SOURCE DATA:
────────────────
//! The gate session: one owned object wiring probe, gate, surface, monitor
//! and reset controller together.
//!
//! The host drives it with three calls:
//!
//! - [`GateSession::paint_settled`] once the current paint has settled (runs
//!   the deferred probe),
//! - [`GateSession::advance`] with the time elapsed since the last tick (fires
//!   the optional ready timeout),
//! - [`GateSession::pump`] to deliver queued surface events and reset requests.
//!
//! Both `paint_settled` and `advance` pump on their own.

use std::time::Duration;

use crate::config::GateConfig;
use crate::controller::{ResetController, ResetRequests, ResetSource, RetryHandle};
use crate::gate::{Gate, GateEvent, GatePhase, GateState, Generation, Outcome, Tagged};
use crate::lifecycle::EventSink;
use crate::probe::{CapabilityProbe, ContextProvider};
use crate::reactive::ReadSignal;
use crate::scheduler::{Deferred, Scheduler};
use crate::surface::{SurfaceFactory, SurfaceId, SurfaceRequest};
use crate::surface_manager::SurfaceManager;

pub struct GateSession {
    config: GateConfig,
    gate: Gate,
    probe: CapabilityProbe<Box<dyn ContextProvider>>,
    factory: Box<dyn SurfaceFactory>,
    surfaces: SurfaceManager,
    scheduler: Scheduler<Deferred>,
    events: EventSink,
    controller: ResetController,
}

impl GateSession {
    /// Create a session in CHECKING with its first probe deferred until the
    /// first paint settles.
    pub fn new(
        config: GateConfig,
        provider: impl ContextProvider + 'static,
        factory: impl SurfaceFactory + 'static,
    ) -> Self {
        let probe = CapabilityProbe::new(
            Box::new(provider) as Box<dyn ContextProvider>,
            config.context.clone(),
        );
        let mut session = Self {
            config,
            gate: Gate::new(),
            probe,
            factory: Box::new(factory),
            surfaces: SurfaceManager::new(),
            scheduler: Scheduler::new(),
            events: EventSink::new(),
            controller: ResetController::new(),
        };
        session
            .controller
            .schedule_probe(&session.gate, &mut session.scheduler);
        session
    }

    pub fn state(&self) -> &GateState {
        self.gate.state()
    }

    pub fn phase(&self) -> GatePhase {
        self.gate.phase()
    }

    pub fn generation(&self) -> Generation {
        self.gate.generation()
    }

    pub fn config(&self) -> &GateConfig {
        &self.config
    }

    /// Reactive view of the gate state.
    pub fn watch(&self) -> ReadSignal<GateState> {
        self.gate.watch()
    }

    pub fn retry_handle(&self) -> RetryHandle {
        self.controller.retry_handle()
    }

    /// Deferred reset requests, for sources that cannot borrow the session.
    pub fn requests(&self) -> ResetRequests {
        self.controller.requests()
    }

    pub fn mounted_surface(&self) -> Option<SurfaceId> {
        self.surfaces.mounted().map(|m| m.id())
    }

    pub fn resets(&self) -> u64 {
        self.controller.resets()
    }

    /// Reset the gate now. Always safe; every call starts a new generation.
    pub fn reset(&mut self, source: ResetSource) -> Generation {
        self.controller.reset(
            source,
            &mut self.gate,
            &mut self.surfaces,
            &mut self.scheduler,
        )
    }

    pub fn paint_settled(&mut self) {
        for task in self.scheduler.paint_settled() {
            self.run_deferred(task);
        }
        self.pump();
    }

    pub fn advance(&mut self, elapsed: Duration) {
        for task in self.scheduler.advance(elapsed) {
            self.run_deferred(task);
        }
        self.pump();
    }

    /// Deliver pending surface signals and reset requests.
    pub fn pump(&mut self) {
        loop {
            self.surfaces.dispatch();

            let mut progressed = false;
            while let Some(tagged) = self.events.pop() {
                progressed = true;
                self.apply(tagged);
            }

            if let Some(source) = self.controller.requests().take() {
                progressed = true;
                self.reset(source);
            }

            if !progressed {
                break;
            }
        }
    }

    fn apply(&mut self, tagged: Tagged) -> Outcome {
        let outcome = self.gate.apply(tagged);
        match outcome {
            Outcome::Transitioned {
                to: GatePhase::Ready | GatePhase::Degraded,
                ..
            } => self.controller.disarm_timeout(&mut self.scheduler),
            Outcome::RestoreRequested => {
                self.reset(ResetSource::Restoration);
            }
            _ => {}
        }
        outcome
    }

    fn run_deferred(&mut self, task: Deferred) {
        match task {
            Deferred::Probe(generation) => self.run_probe(generation),
            Deferred::ReadyTimeout(generation) => {
                if let Some(timeout) = self.config.ready_timeout {
                    self.apply(Tagged::new(generation, GateEvent::ReadyTimedOut(timeout)));
                }
            }
        }
    }

    fn run_probe(&mut self, generation: Generation) {
        self.controller.probe_started();
        if generation != self.gate.generation() {
            log::debug!("Skipping probe for superseded {}", generation);
            return;
        }

        let report = self.probe.probe();
        let tier = report.tier();
        let outcome = self.apply(Tagged::new(generation, GateEvent::ProbeCompleted(report)));

        if let (
            Outcome::Transitioned {
                to: GatePhase::AwaitingReady,
                ..
            },
            Some(tier),
        ) = (outcome, tier)
        {
            self.mount_surface(generation, tier);
        }
    }

    fn mount_surface(&mut self, generation: Generation, tier: crate::probe::Tier) {
        let request = SurfaceRequest {
            id: SurfaceId::next(),
            generation,
            tier,
            options: self.config.context.clone(),
        };
        self.surfaces
            .mount(self.factory.as_mut(), request, self.events.clone());

        if let Some(timeout) = self.config.ready_timeout {
            self.controller
                .arm_timeout(&self.gate, &mut self.scheduler, timeout);
        }
    }
}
────────────────
WORK TO COMPLETE: Repeat the data. Keep every word the same.

TASK RESPONSE:
//! The gate session: one owned object wiring probe, gate, surface, monitor
//! and reset controller together.
//!
//! The host drives it with three calls:
//!
//! - [`GateSession::paint_settled`] once the current paint has settled (runs
//!   the deferred probe),
//! - [`GateSession::advance`] with the time elapsed since the last tick (fires
//!   the optional ready timeout),
//! - [`GateSession::pump`] to deliver queued surface events and reset requests.
//!
//! Both `paint_settled` and `advance` pump on their own.

use std::time::Duration;

use crate::config::GateConfig;
use crate::controller::{ResetController, ResetRequests, ResetSource, RetryHandle};
use crate::gate::{Gate, GateEvent, GatePhase, GateState, Generation, Outcome, Tagged};
use crate::lifecycle::EventSink;
use crate::probe::{CapabilityProbe, ContextProvider};
use crate::reactive::ReadSignal;
use crate::scheduler::{Deferred, Scheduler};
use crate::surface::{SurfaceFactory, SurfaceId, SurfaceRequest};
use crate::surface_manager::SurfaceManager;

pub struct GateSession {
    config: GateConfig,
    gate: Gate,
    probe: CapabilityProbe<Box<dyn ContextProvider>>,
    factory: Box<dyn SurfaceFactory>,
    surfaces: SurfaceManager,
    scheduler: Scheduler<Deferred>,
    events: EventSink,
    controller: ResetController,
}

impl GateSession {
    /// Create a session in CHECKING with its first probe deferred until the
    /// first paint settles.
    pub fn new(
        config: GateConfig,
        provider: impl ContextProvider + 'static,
        factory: impl SurfaceFactory + 'static,
    ) -> Self {
        let probe = CapabilityProbe::new(
            Box::new(provider) as Box<dyn ContextProvider>,
            config.context.clone(),
        );
        let mut session = Self {
            config,
            gate: Gate::new(),
            probe,
            factory: Box::new(factory),
            surfaces: SurfaceManager::new(),
            scheduler: Scheduler::new(),
            events: EventSink::new(),
            controller: ResetController::new(),
        };
        session
            .controller
            .schedule_probe(&session.gate, &mut session.scheduler);
        session
    }

    pub fn state(&self) -> &GateState {
        self.gate.state()
    }

    pub fn phase(&self) -> GatePhase {
        self.gate.phase()
    }

    pub fn generation(&self) -> Generation {
        self.gate.generation()
    }

    pub fn config(&self) -> &GateConfig {
        &self.config
    }

    /// Reactive view of the gate state.
    pub fn watch(&self) -> ReadSignal<GateState> {
        self.gate.watch()
    }

    pub fn retry_handle(&self) -> RetryHandle {
        self.controller.retry_handle()
    }

    /// Deferred reset requests, for sources that cannot borrow the session.
    pub fn requests(&self) -> ResetRequests {
        self.controller.requests()
    }

    pub fn mounted_surface(&self) -> Option<SurfaceId> {
        self.surfaces.mounted().map(|m| m.id())
    }

    pub fn resets(&self) -> u64 {
        self.controller.resets()
    }

    /// Reset the gate now. Always safe; every call starts a new generation.
    pub fn reset(&mut self, source: ResetSource) -> Generation {
        self.controller.reset(
            source,
            &mut self.gate,
            &mut self.surfaces,
            &mut self.scheduler,
        )
    }

    pub fn paint_settled(&mut self) {
        for task in self.scheduler.paint_settled() {
            self.run_deferred(task);
        }
        self.pump();
    }

    pub fn advance(&mut self, elapsed: Duration) {
        for task in self.scheduler.advance(elapsed) {
            self.run_deferred(task);
        }
        self.pump();
    }

    /// Deliver pending surface signals and reset requests.
    pub fn pump(&mut self) {
        loop {
            self.surfaces.dispatch();

            let mut progressed = false;
            while let Some(tagged) = self.events.pop() {
                progressed = true;
                self.apply(tagged);
            }

            if let Some(source) = self.controller.requests().take() {
                progressed = true;
                self.reset(source);
            }

            if !progressed {
                break;
            }
        }
    }

    fn apply(&mut self, tagged: Tagged) -> Outcome {
        let outcome = self.gate.apply(tagged);
        match outcome {
            Outcome::Transitioned {
                to: GatePhase::Ready | GatePhase::Degraded,
                ..
            } => self.controller.disarm_timeout(&mut self.scheduler),
            Outcome::RestoreRequested => {
                self.reset(ResetSource::Restoration);
            }
            _ => {}
        }
        outcome
    }

    fn run_deferred(&mut self, task: Deferred) {
        match task {
            Deferred::Probe(generation) => self.run_probe(generation),
            Deferred::ReadyTimeout(generation) => {
                if let Some(timeout) = self.config.ready_timeout {
                    self.apply(Tagged::new(generation, GateEvent::ReadyTimedOut(timeout)));
                }
            }
        }
    }

    fn run_probe(&mut self, generation: Generation) {
        self.controller.probe_started();
        if generation != self.gate.generation() {
            log::debug!("Skipping probe for superseded {}", generation);
            return;
        }

        let report = self.probe.probe();
        let tier = report.tier();
        let outcome = self.apply(Tagged::new(generation, GateEvent::ProbeCompleted(report)));

        if let (
            Outcome::Transitioned {
                to: GatePhase::AwaitingReady,
                ..
            },
            Some(tier),
        ) = (outcome, tier)
        {
            self.mount_surface(generation, tier);
        }
    }

    fn mount_surface(&mut self, generation: Generation, tier: crate::probe::Tier) {
        let request = SurfaceRequest {
            id: SurfaceId::next(),
            generation,
            tier,
            options: self.config.context.clone(),
        };
        self.surfaces
            .mount(self.factory.as_mut(), request, self.events.clone());

        if let Some(timeout) = self.config.ready_timeout {
            self.controller
                .arm_timeout(&self.gate, &mut self.scheduler, timeout);
        }
    }
}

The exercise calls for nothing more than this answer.